Immancabili gli applausi del Pd, Franceschini in testa. Tensione alle stelle, insomma. Mentre Gasparri cercava di smussare: «Giustamente Fini s’è espresso così per il ruolo che ricopre. Io ho un ruolo diverso e critico la sentenza», Bondi pungeva: «Fini non capisce la gravità della situazione attuale. È ineccepibile dal punto di vista formale ma le posizioni freddamente istituzionali, a contatto con una realtà incandescente, rischiano di tradire una forte assunzione di responsabilità dal punto di vista politico e istituzionale». Come un elastico: le posizioni tra Fini e Berlusconi si avvicinano e si allontanano di continuo.
Non manca la ruggine neppure con la Lega. Perché se è vero che Fini e Bossi, prima della sentenza, concordavano che avrebbero evitato ogni tentazione di voto anticipato, è vero anche che, ieri, Fini è tornato a punzecchiare il Carroccio in materia di immigrazione: da mesi terreno di scontro tra Gianfranco e Senatùr.

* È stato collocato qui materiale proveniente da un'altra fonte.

use thiserror::Error;

#[derive(Debug, Error, Clone)]
pub enum StorageError {
    #[error("Failed to connect to database: {0}")]
    Connect(String),

    #[error("Storage error: {0}")]
    Storage(String),

    #[error("I/O error: {0}")]
    Io(String),
}

impl From<sqlx::Error> for StorageError {
    fn from(err: sqlx::Error) -> Self {
        Self::Storage(err.to_string())
    }
}

impl From<std::io::Error> for StorageError {
    fn from(err: std::io::Error) -> Self {
        Self::Io(err.to_string())
    }
}
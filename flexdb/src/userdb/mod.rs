mod errors;
mod fixtures;
mod storage;
mod types;

pub use errors::UserError;
pub use fixtures::{FIXTURE_USERS, FixtureUser, load_fixtures};
pub use storage::{PostgresUserStore, SqliteUserStore, UserRepository, UserStore};
pub use types::{NewUser, User, UserChanges};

«Un bambino che nasce o arriva qui da piccolo e frequenta le scuole anche a 11 anni è meritevole di avere il titolo di cittadino senza dover aspettare il 18° anno di età», ha detto a Torino il presidente della Camera. Vero e proprio fumo negli occhi dei leghisti, funzionale al tentativo finiano: ridimensionare il Carroccio.